When the ratio (molar ratio) of the xylose content to the mannose content is less than 3, the carboxyl group content of the cellulose ester is calculated in terms of cellulose.
1.1 meq / 100g or less (for example, 0.001-
1.1 meq / 100 g), preferably 0.8 meq /
100 g or less (for example, 0.001 to 0.8 meq / 1
00 g), more preferably about 0.5 meq / 100 g or less (for example, 0.001 to 0.5 meq / 100 g), and particularly to the extent that substantially no carboxyl group is contained (for example, 0.2 meq / 100 g or less, Especially 0.
001 to 0.1 meq / 100 g) is preferable.

When the ratio (molar ratio) of the xylose content to the mannose content is 3 or more, the carboxyl group content of the cellulose ester is 0.8 in terms of cellulose.
meq / 100g or less (for example, 0.001 to 0.8 m
eq / 100g), preferably 0.6 meq / 100g
Below (for example, 0.001 to 0.6 meq / 100
g), more preferably about 0.4 meq / 100 g or less (for example, 0.001 to 0.4 meq / 100 g), and particularly to the extent that substantially no carboxyl group is contained (for example, 0.2 meq / 100 g or less, Especially 0.0
01 to 0.1 meq / 100 g) is preferable.

When the encapsulated or derivatized cellulose (pulp) is used as a raw material for the cellulose ester, the carboxyl group content of the encapsulated or derivatized cellulose (pulp) depends on the film peelability and / or the spinnability. Is not particularly limited as long as it is within the range of 1 me
q / 100g or less (for example, 0.001 to 1 meq / 1
00g), preferably 0.7 meq / 100g or less (e.g. 0.001 to 0.7 meq / 100g), more preferably 0.4 meq / 100g or less (e.g.
001 to 0.4 meq / 100 g), and in particular,
To the extent that it does not substantially contain a carboxyl group (for example,
0.2 meq / 100 g or less, particularly 0.001 to 0.1
meq / 100 g) is preferred.

More specifically, the preferred content of carboxyl groups in the encapsulated or derivatized cellulose is 1 meq / 100 g or less (for example, 0.
001 to 1 meq / 100 g), preferably 0.8 me
q / 100g or less (for example, 0.001 to 0.8 meq
/ 100 g), more preferably 0.6 meq / 100
g or less (for example, 0.001 to 0.6 meq / 100
It is about g), and particularly preferably to the extent that it does not substantially contain a carboxyl group (for example, 0.2 meq / 100 g or less, particularly 0.001 to 0.1 meq / 100 g).

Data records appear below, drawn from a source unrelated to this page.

//! Live [`CallbackClient`] over reqwest.

use std::time::Instant;

use reqwest::Client;
use tokio::runtime::Handle;

use super::{apply_headers, headers_from, parse_method, reason_phrase};
use crate::ports::callback::{
    CallbackClient, HttpRequest, HttpResponse, SendCallback, SendResult, TransportError,
};

/// Sends requests on a tokio runtime and reports through the callback.
#[derive(Debug, Clone)]
pub struct ReqwestCallbackClient {
    client: Client,
    handle: Handle,
}

impl ReqwestCallbackClient {
    /// Creates a client whose requests run on `handle`.
    #[must_use]
    pub fn new(client: Client, handle: Handle) -> Self {
        Self { client, handle }
    }

    async fn execute(client: Client, request: HttpRequest) -> SendResult {
        let started = Instant::now();
        let method = parse_method(&request.method).map_err(TransportError)?;
        let mut builder = apply_headers(client.request(method, &request.url), &request.headers);
        if let Some(body) = request.body {
            builder = builder.body(body);
        }
        let response = builder.send().await.map_err(|e| TransportError(e.to_string()))?;
        let status = response.status();
        let headers = headers_from(response.headers());
        let url = response.url().to_string();
        let body = response.bytes().await.map_err(|e| TransportError(e.to_string()))?;
        Ok(HttpResponse {
            status: status.as_u16(),
            reason: reason_phrase(status),
            headers,
            body: body.to_vec(),
            url: Some(url),
            elapsed: started.elapsed(),
            error: None,
        })
    }
}

impl CallbackClient for ReqwestCallbackClient {
    fn send(&self, request: HttpRequest, on_done: SendCallback) {
        let client = self.client.clone();
        self.handle.spawn(async move {
            let result = Self::execute(client, request).await;
            on_done(result);
        });
    }
}
//! Log subscriber setup for the binary.

use tracing_subscriber::{layer::SubscriberExt, util::SubscriberInitExt, EnvFilter};

/// Default filter when `RUST_LOG` is unset.
const DEFAULT_FILTER: &str = "vcr_splice=info";

/// Default filter with `--verbose`.
const VERBOSE_FILTER: &str = "vcr_splice=debug,info";

/// Installs a compact stderr logger. `RUST_LOG` wins over `verbose`.
///
/// Calling this more than once keeps the first subscriber.
pub fn init_cli_logger(verbose: bool) {
    let fallback = if verbose { VERBOSE_FILTER } else { DEFAULT_FILTER };
    let filter = EnvFilter::try_from_default_env().unwrap_or_else(|_| EnvFilter::new(fallback));

    let _ = tracing_subscriber::registry()
        .with(filter)
        .with(
            tracing_subscriber::fmt::layer()
                .with_writer(std::io::stderr)
                .with_target(false)
                .with_thread_ids(false)
                .with_file(false)
                .with_line_number(false)
                .compact(),
        )
        .try_init();
}
//! Building client responses from recorded interactions and failures.

use std::time::Duration;

use chrono::{DateTime, Utc};

use crate::canonical::CanonicalInteraction;
use crate::error::InterceptError;

/// Status code of synthetic interception failures. Not a real HTTP status.
pub const INTERCEPT_FAILURE_STATUS: u16 = 599;

/// Reason phrase paired with [`INTERCEPT_FAILURE_STATUS`].
pub const INTERCEPT_FAILURE_REASON: &str = "Unknown";

/// Implemented by every intercepted client's response type.
pub trait Synthesize: Sized {
    /// A response equivalent to what the real client would have produced for
    /// the recorded interaction.
    fn replayed(interaction: &CanonicalInteraction, elapsed: Duration) -> Self;

    /// A `599` response carrying `error`.
    fn failed(error: InterceptError, elapsed: Duration) -> Self;
}

/// Time between `started_at` and `now`, clamped at zero for clock skew.
#[must_use]
pub fn elapsed_between(started_at: DateTime<Utc>, now: DateTime<Utc>) -> Duration {
    (now - started_at).to_std().unwrap_or_default()
}
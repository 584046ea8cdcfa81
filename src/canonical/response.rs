//! Recorded responses and request/response pairs.

use serde::{Deserialize, Serialize};

use super::{CanonicalRequest, Headers};

/// Status line of a recorded response.
#[derive(Debug, Clone, PartialEq, Eq, Serialize, Deserialize)]
pub struct Status {
    /// Numeric status code.
    pub code: u16,
    /// Reason phrase, possibly empty.
    #[serde(default)]
    pub message: String,
}

/// A client-independent HTTP response as stored in a cassette.
#[derive(Debug, Clone, PartialEq, Eq, Serialize, Deserialize)]
pub struct CanonicalResponse {
    /// Status code and reason phrase.
    pub status: Status,
    /// Response headers in wire order.
    #[serde(default)]
    pub headers: Headers,
    /// Full response payload.
    #[serde(with = "super::body")]
    pub body: Vec<u8>,
    /// Effective URL after redirects, when the client reported one.
    #[serde(default)]
    pub url: Option<String>,
}

impl CanonicalResponse {
    /// Creates a response with the given code, reason and body.
    pub fn new(code: u16, message: impl Into<String>, body: impl Into<Vec<u8>>) -> Self {
        Self {
            status: Status { code, message: message.into() },
            headers: Headers::new(),
            body: body.into(),
            url: None,
        }
    }

    /// Replaces the headers.
    #[must_use]
    pub fn with_headers(mut self, headers: Headers) -> Self {
        self.headers = headers;
        self
    }

    /// Sets the effective URL.
    #[must_use]
    pub fn with_url(mut self, url: impl Into<String>) -> Self {
        self.url = Some(url.into());
        self
    }
}

/// One recorded request together with the response it produced.
#[derive(Debug, Clone, PartialEq, Eq, Serialize, Deserialize)]
pub struct CanonicalInteraction {
    /// The normalized request.
    pub request: CanonicalRequest,
    /// The response served for it.
    pub response: CanonicalResponse,
}

impl CanonicalInteraction {
    /// Pairs a request with its response.
    #[must_use]
    pub fn new(request: CanonicalRequest, response: CanonicalResponse) -> Self {
        Self { request, response }
    }
}

#[cfg(test)]
mod tests {
    use super::*;

    #[test]
    fn interaction_yaml_layout() {
        let mut headers = Headers::new();
        headers.add("Content-Type", "application/json");
        let interaction = CanonicalInteraction::new(
            CanonicalRequest::new("GET", "http://example.test/a"),
            CanonicalResponse::new(200, "OK", "{\"ok\":true}")
                .with_headers(headers)
                .with_url("http://example.test/a"),
        );

        let yaml = serde_yaml::to_string(&interaction).expect("serialize");
        let value: serde_yaml::Value = serde_yaml::from_str(&yaml).expect("reparse");
        assert_eq!(value["response"]["status"]["code"].as_u64(), Some(200));
        assert_eq!(value["response"]["body"]["string"].as_str(), Some("{\"ok\":true}"));
        assert!(value["request"]["body"].is_null());

        let back: CanonicalInteraction = serde_yaml::from_str(&yaml).expect("deserialize");
        assert_eq!(back, interaction);
    }
}
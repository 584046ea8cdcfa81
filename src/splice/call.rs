//! One intercepted invocation and its one-shot continuation.

use std::any::Any;
use std::panic::{catch_unwind, AssertUnwindSafe};

use chrono::{DateTime, Utc};
use uuid::Uuid;

use super::state::CallState;
use crate::canonical::CanonicalRequest;
use crate::error::InterceptError;

/// A caller continuation. `FnOnce`, so it can run at most once.
pub type Continuation<T> = Box<dyn FnOnce(T) + Send + 'static>;

/// Per-call bookkeeping: identity, normalized request and lifecycle state.
///
/// Dropping a context that never reached [`CallState::Completed`] is logged:
/// it means a caller was never answered.
#[derive(Debug)]
pub struct CallContext {
    id: Uuid,
    request: CanonicalRequest,
    started_at: DateTime<Utc>,
    state: CallState,
}

impl CallContext {
    /// Starts tracking a call for `request`, issued at `started_at`.
    #[must_use]
    pub fn new(request: CanonicalRequest, started_at: DateTime<Utc>) -> Self {
        Self { id: Uuid::new_v4(), request, started_at, state: CallState::NotStarted }
    }

    /// Unique id used in log fields and diagnostics.
    #[must_use]
    pub fn id(&self) -> Uuid {
        self.id
    }

    /// The normalized request.
    #[must_use]
    pub fn request(&self) -> &CanonicalRequest {
        &self.request
    }

    /// When the caller issued the request.
    #[must_use]
    pub fn started_at(&self) -> DateTime<Utc> {
        self.started_at
    }

    /// Current lifecycle state.
    #[must_use]
    pub fn state(&self) -> CallState {
        self.state
    }

    /// Attaches the continuation that receives the terminal value.
    #[must_use]
    pub fn bind<T>(self, continuation: Continuation<T>) -> InterceptedCall<T> {
        InterceptedCall { context: self, continuation }
    }

    pub(crate) fn transition(&mut self, next: CallState) {
        match self.state.advance(next) {
            Ok(state) => self.state = state,
            Err(err) => {
                tracing::error!(call = %self.id, %err, "splice state machine violated");
                if cfg!(debug_assertions) {
                    panic!("{err}");
                }
            }
        }
    }

    /// Completes the call without delivering anything.
    pub(crate) fn abandon(mut self) {
        self.transition(CallState::Completed);
    }
}

impl Drop for CallContext {
    fn drop(&mut self) {
        if self.state != CallState::Completed {
            tracing::warn!(
                call = %self.id,
                state = ?self.state,
                request = %self.request,
                "intercepted call dropped before completing"
            );
        }
    }
}

/// A call bound to the caller's terminal continuation.
///
/// [`fire`](Self::fire) consumes the call, so the continuation cannot be
/// invoked twice.
pub struct InterceptedCall<T> {
    context: CallContext,
    continuation: Continuation<T>,
}

impl<T> InterceptedCall<T> {
    /// Bookkeeping for this call.
    #[must_use]
    pub fn context(&self) -> &CallContext {
        &self.context
    }

    pub(crate) fn into_parts(self) -> (CallContext, Continuation<T>) {
        (self.context, self.continuation)
    }

    /// Marks the call completed and invokes the continuation with `value`.
    ///
    /// A panicking continuation still counts as the one delivery; the panic
    /// is handed back so it can be reported and re-raised.
    pub(crate) fn fire(self, value: T) -> Result<(), DeliveryPanic> {
        let Self { mut context, continuation } = self;
        context.transition(CallState::Completed);
        invoke_guarded(continuation, value).map_err(|payload| DeliveryPanic {
            error: InterceptError::DeliveryFailure {
                request: context.request.clone(),
                reason: panic_message(payload.as_ref()),
            },
            payload,
        })
    }
}

/// Payload of a continuation panic that has already been reported.
///
/// The splicer re-raises this in place of the original payload, so a stage
/// that encloses the failed delivery does not report it a second time.
pub struct ReportedPanic {
    error: InterceptError,
    payload: Box<dyn Any + Send>,
}

impl ReportedPanic {
    pub(crate) fn new(error: InterceptError, payload: Box<dyn Any + Send>) -> Self {
        Self { error, payload }
    }

    /// The delivery failure that was reported.
    #[must_use]
    pub fn error(&self) -> &InterceptError {
        &self.error
    }

    /// The continuation's own panic payload.
    #[must_use]
    pub fn into_payload(self) -> Box<dyn Any + Send> {
        self.payload
    }
}

impl std::fmt::Debug for ReportedPanic {
    fn fmt(&self, f: &mut std::fmt::Formatter<'_>) -> std::fmt::Result {
        f.debug_struct("ReportedPanic").field("error", &self.error).finish_non_exhaustive()
    }
}

/// A continuation panicked during delivery.
pub(crate) struct DeliveryPanic {
    pub(crate) error: InterceptError,
    pub(crate) payload: Box<dyn Any + Send>,
}

/// Runs `f(value)`, capturing a panic instead of unwinding through the caller.
pub(crate) fn invoke_guarded<T>(
    f: Box<dyn FnOnce(T) + Send + 'static>,
    value: T,
) -> Result<(), Box<dyn Any + Send>> {
    catch_unwind(AssertUnwindSafe(move || f(value)))
}

pub(crate) fn panic_message(payload: &(dyn Any + Send)) -> String {
    if let Some(reported) = payload.downcast_ref::<ReportedPanic>() {
        panic_message(reported.payload.as_ref())
    } else if let Some(message) = payload.downcast_ref::<&str>() {
        (*message).to_string()
    } else if let Some(message) = payload.downcast_ref::<String>() {
        message.clone()
    } else {
        "continuation panicked".to_string()
    }
}

#[cfg(test)]
mod tests {
    use super::*;
    use std::sync::{Arc, Mutex};

    fn delivering_context() -> CallContext {
        let mut context =
            CallContext::new(CanonicalRequest::new("GET", "http://example.test/a"), Utc::now());
        context.transition(CallState::AwaitingDecision);
        context.transition(CallState::Replaying);
        context.transition(CallState::Delivering);
        context
    }

    #[test]
    fn fire_delivers_once_and_completes() {
        let seen = Arc::new(Mutex::new(Vec::new()));
        let sink = Arc::clone(&seen);
        let call = delivering_context().bind(Box::new(move |v: u16| sink.lock().unwrap().push(v)));
        assert!(call.fire(200).is_ok());
        assert_eq!(*seen.lock().unwrap(), vec![200]);
    }

    #[test]
    fn panicking_continuation_becomes_delivery_failure() {
        let call = delivering_context().bind(Box::new(|_: u16| panic!("caller blew up")));
        let Err(panic) = call.fire(200) else {
            panic!("expected a delivery panic");
        };
        assert_eq!(panic.error.kind(), crate::error::ErrorKind::DeliveryFailure);
        assert!(panic.error.to_string().contains("caller blew up"));
    }

    #[test]
    fn reported_panic_keeps_the_original_message() {
        let error = InterceptError::DeliveryFailure {
            request: CanonicalRequest::new("GET", "http://example.test/a"),
            reason: "caller blew up".into(),
        };
        let reported: Box<dyn Any + Send> =
            Box::new(ReportedPanic::new(error, Box::new("caller blew up")));
        assert_eq!(panic_message(reported.as_ref()), "caller blew up");
    }

    #[test]
    fn abandon_completes_without_delivery() {
        let mut context =
            CallContext::new(CanonicalRequest::new("GET", "http://example.test/s"), Utc::now());
        context.transition(CallState::AwaitingDecision);
        context.abandon();
    }

    #[test]
    fn each_context_gets_a_fresh_id() {
        let a = CallContext::new(CanonicalRequest::new("GET", "http://example.test/"), Utc::now());
        let b = CallContext::new(CanonicalRequest::new("GET", "http://example.test/"), Utc::now());
        assert_ne!(a.id(), b.id());
    }
}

The carboxyl group content of softwood pulp is
1.5 meq / 100 g or less (for example, 0.001 to
1.5 meq / 100 g), preferably 1 meq / 10
0 g or less (for example, 0.001 to 1 meq / 100
g), more preferably about 0.6 meq / 100 g or less (for example, 0.001 to 0.6 meq / 100 g), and in particular, substantially no carboxyl group (for example, 0.2 meq / 100 g or less, Especially 0.0
01 to 0.1 meq / 100 g) is preferable.

The carboxyl group content of cotton linter pulp is 1 meq / 100 g or less (for example, 0.001).
~ 1 meq / 100g), preferably 0.6 meq / 1
00g or less (for example, 0.001 to 0.6 meq / 10
0 g), more preferably about 0.3 meq / 100 g or less (for example, 0.001 to 0.3 meq / 100 g), and in particular, substantially no carboxyl group (for example, 0.2 meq / 100 g or less, Especially 0.0
01 to 0.1 meq / 100 g) is preferable.

[Cellulose Ester Molded Product] The cellulose ester of the present invention can be used to prepare a solution (dope) prepared by adding a solvent and various additives as necessary to prepare a film or fiber by a conventional method. Useful to do.

Examples of the solvent include halogenated hydrocarbons (methylene chloride, ethylene chloride, etc.), ketones (C _3-6 dialkyl ketones such as acetone, methyl ethyl ketone, methyl isobutyl ketone, methyl propyl ketone, methyl butyl ketone). , Cyclohexanone, etc., esters (formic acid C _1-4 alkyl ester such as ethyl formate, acetic acid C such as methyl acetate, ethyl acetate, butyl acetate)
_1-4 alkyl ester, ethyl propionate, ethyl lactate, etc.), ethers (cyclic or chain C _4-6 ether such as 1,4-dioxane, tetrahydrofuran, tetrahydropyran, diethyl ether, diisopropyl ether, dimethoxyethane), Examples thereof include cellosolves (C _1-4 alkyl cellosolve such as methyl cellosolve, ethyl cellosolve, butyl cellosolve), cellosolve acetates (C _1-4 alkyl cellosolve acetate such as methyl cellosolve acetate, ethyl cellosolve acetate), and mixtures thereof. .

The proportion of the solvent can be selected within a range that does not impair the casting property, the spinnability, the handling property, etc. in the film forming,
For example, 15 parts to 100 parts by weight of cellulose ester
0 to 1000 parts by weight (concentration of cellulose ester = about 1
0 to 40% by weight), preferably 200 to 900 parts by weight (concentration of cellulose ester = about 10 to 30% by weight)
And the content of cellulose ester is usually 10
It is about 25% by weight (for example, 10 to 20% by weight).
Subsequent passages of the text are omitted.